(Stored items)
□ □ □ □
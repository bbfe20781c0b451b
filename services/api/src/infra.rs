use std::collections::HashMap;
use std::sync::atomic::AtomicBool;
use std::sync::{Arc, Mutex};

use async_trait::async_trait;
use axum::http::HeaderMap;
use chrono::{DateTime, Duration, Utc};
use metrics_exporter_prometheus::PrometheusHandle;
use rand::distributions::Alphanumeric;
use rand::Rng;

use leadgate::chat::ChatClient;
use leadgate::config::AdminCredentials;
use leadgate::leads::{
    EmailMessage, LeadFields, MailError, Mailer, StoreError, Submission, SubmissionId,
    SubmissionPatch, SubmissionStatus, SubmissionStore,
};

/// Session lifetime, matching the login cookie's Max-Age.
pub(crate) const SESSION_TTL_HOURS: i64 = 24;

pub(crate) const SESSION_COOKIE: &str = "auth_token";

#[derive(Clone)]
pub(crate) struct AppState {
    pub(crate) readiness: Arc<AtomicBool>,
    pub(crate) metrics: Arc<PrometheusHandle>,
    pub(crate) sessions: Arc<AdminSessions>,
    pub(crate) admin: Option<AdminCredentials>,
    pub(crate) chat: Option<Arc<ChatClient>>,
    pub(crate) secure_cookies: bool,
}

/// Opaque dashboard session tokens, kept in process memory. Tokens expire
/// after [`SESSION_TTL_HOURS`] and are purged lazily on their next check.
#[derive(Default)]
pub(crate) struct AdminSessions {
    tokens: Mutex<HashMap<String, DateTime<Utc>>>,
}

impl AdminSessions {
    pub(crate) fn issue(&self, now: DateTime<Utc>) -> String {
        let token: String = rand::thread_rng()
            .sample_iter(&Alphanumeric)
            .take(32)
            .map(char::from)
            .collect();
        self.tokens
            .lock()
            .expect("session mutex poisoned")
            .insert(token.clone(), now + Duration::hours(SESSION_TTL_HOURS));
        token
    }

    pub(crate) fn is_valid(&self, token: &str, now: DateTime<Utc>) -> bool {
        let mut guard = self.tokens.lock().expect("session mutex poisoned");
        match guard.get(token) {
            Some(expiry) if *expiry > now => true,
            Some(_) => {
                guard.remove(token);
                false
            }
            None => false,
        }
    }
}

/// Extract the dashboard session token from a request's cookies.
pub(crate) fn session_token(headers: &HeaderMap) -> Option<&str> {
    let cookies = headers.get(axum::http::header::COOKIE)?.to_str().ok()?;
    cookies
        .split(';')
        .map(str::trim)
        .find_map(|pair| pair.strip_prefix(SESSION_COOKIE)?.strip_prefix('='))
}

/// In-memory store used by the CLI demo and route tests.
#[derive(Default)]
pub(crate) struct InMemorySubmissionStore {
    records: Mutex<Vec<Submission>>,
}

impl InMemorySubmissionStore {
    pub(crate) fn with_records(records: Vec<Submission>) -> Self {
        Self {
            records: Mutex::new(records),
        }
    }

    pub(crate) fn snapshot(&self) -> Vec<Submission> {
        self.records.lock().expect("store mutex poisoned").clone()
    }
}

impl SubmissionStore for InMemorySubmissionStore {
    fn list(&self) -> Result<Vec<Submission>, StoreError> {
        let mut records = self.snapshot();
        records.sort_by(|a, b| b.created_at.cmp(&a.created_at));
        Ok(records)
    }

    fn create(&self, fields: LeadFields) -> Result<Submission, StoreError> {
        let submission = Submission {
            id: SubmissionId::random(),
            name: fields.name,
            email: fields.email,
            phone: fields.phone,
            company: fields.company,
            subject: fields.subject,
            message: fields.message,
            created_at: Utc::now(),
            status: SubmissionStatus::New,
        };
        self.records
            .lock()
            .expect("store mutex poisoned")
            .push(submission.clone());
        Ok(submission)
    }

    fn update(
        &self,
        id: &SubmissionId,
        patch: SubmissionPatch,
    ) -> Result<Option<Submission>, StoreError> {
        let mut guard = self.records.lock().expect("store mutex poisoned");
        let Some(record) = guard.iter_mut().find(|record| record.id == *id) else {
            return Ok(None);
        };
        patch.apply(record);
        Ok(Some(record.clone()))
    }

    fn delete(&self, id: &SubmissionId) -> Result<(), StoreError> {
        self.records
            .lock()
            .expect("store mutex poisoned")
            .retain(|record| record.id != *id);
        Ok(())
    }

    fn delete_many(&self, ids: &[SubmissionId]) -> Result<(), StoreError> {
        self.records
            .lock()
            .expect("store mutex poisoned")
            .retain(|record| !ids.contains(&record.id));
        Ok(())
    }
}

/// Mailer double recording messages instead of sending them.
#[derive(Default)]
pub(crate) struct RecordingMailer {
    sent: Mutex<Vec<EmailMessage>>,
}

impl RecordingMailer {
    pub(crate) fn sent(&self) -> Vec<EmailMessage> {
        self.sent.lock().expect("mailer mutex poisoned").clone()
    }
}

#[async_trait]
impl Mailer for RecordingMailer {
    async fn send(&self, message: &EmailMessage) -> Result<(), MailError> {
        self.sent
            .lock()
            .expect("mailer mutex poisoned")
            .push(message.clone());
        Ok(())
    }
}

#[cfg(test)]
mod tests {
    use super::*;

    #[test]
    fn session_tokens_expire_after_the_ttl() {
        let sessions = AdminSessions::default();
        let issued_at = Utc::now();
        let token = sessions.issue(issued_at);

        assert!(sessions.is_valid(&token, issued_at + Duration::hours(1)));
        assert!(!sessions.is_valid(
            &token,
            issued_at + Duration::hours(SESSION_TTL_HOURS) + Duration::minutes(1)
        ));
        // Expired tokens are purged, not resurrected.
        assert!(!sessions.is_valid(&token, issued_at));
    }

    #[test]
    fn session_token_parses_out_of_a_cookie_header() {
        let mut headers = HeaderMap::new();
        headers.insert(
            axum::http::header::COOKIE,
            "theme=dark; auth_token=abc123; lang=en"
                .parse()
                .expect("header value"),
        );
        assert_eq!(session_token(&headers), Some("abc123"));

        let mut missing = HeaderMap::new();
        missing.insert(
            axum::http::header::COOKIE,
            "theme=dark".parse().expect("header value"),
        );
        assert_eq!(session_token(&missing), None);
        assert_eq!(session_token(&HeaderMap::new()), None);
    }
}
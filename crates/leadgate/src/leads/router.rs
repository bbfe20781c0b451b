use std::sync::Arc;

use axum::{
    extract::State,
    http::StatusCode,
    response::{IntoResponse, Response},
    routing::post,
    Router,
};
use serde_json::json;
use tracing::error;

use super::captcha::CaptchaVerifier;
use super::domain::ContactRequest;
use super::notify::Mailer;
use super::service::{ContactService, SubmitError};
use super::store::SubmissionStore;

/// Router builder exposing the public contact-form endpoint.
pub fn contact_router<S, M, C>(service: Arc<ContactService<S, M, C>>) -> Router
where
    S: SubmissionStore + 'static,
    M: Mailer + 'static,
    C: CaptchaVerifier + 'static,
{
    Router::new()
        .route("/contact", post(contact_handler::<S, M, C>))
        .with_state(service)
}

pub(crate) async fn contact_handler<S, M, C>(
    State(service): State<Arc<ContactService<S, M, C>>>,
    axum::Json(request): axum::Json<ContactRequest>,
) -> Response
where
    S: SubmissionStore + 'static,
    M: Mailer + 'static,
    C: CaptchaVerifier + 'static,
{
    match service.submit(request).await {
        Ok(submission) => (
            StatusCode::OK,
            axum::Json(json!({ "success": true, "submission": submission })),
        )
            .into_response(),
        Err(err @ (SubmitError::Rejected(_) | SubmitError::BotSuspected)) => (
            StatusCode::BAD_REQUEST,
            axum::Json(json!({ "error": err.to_string() })),
        )
            .into_response(),
        Err(err @ SubmitError::VerificationUnavailable(_)) => (
            StatusCode::INTERNAL_SERVER_ERROR,
            axum::Json(json!({ "error": err.to_string() })),
        )
            .into_response(),
        Err(SubmitError::Store(err)) => {
            error!(%err, "submission store failure");
            (
                StatusCode::INTERNAL_SERVER_ERROR,
                axum::Json(json!({ "error": "Internal Server Error" })),
            )
                .into_response()
        }
    }
}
□ □ □ □
#### Problem
Provide the number of lines above that include the string "super", with no other words.

#### Answer for this exercise
6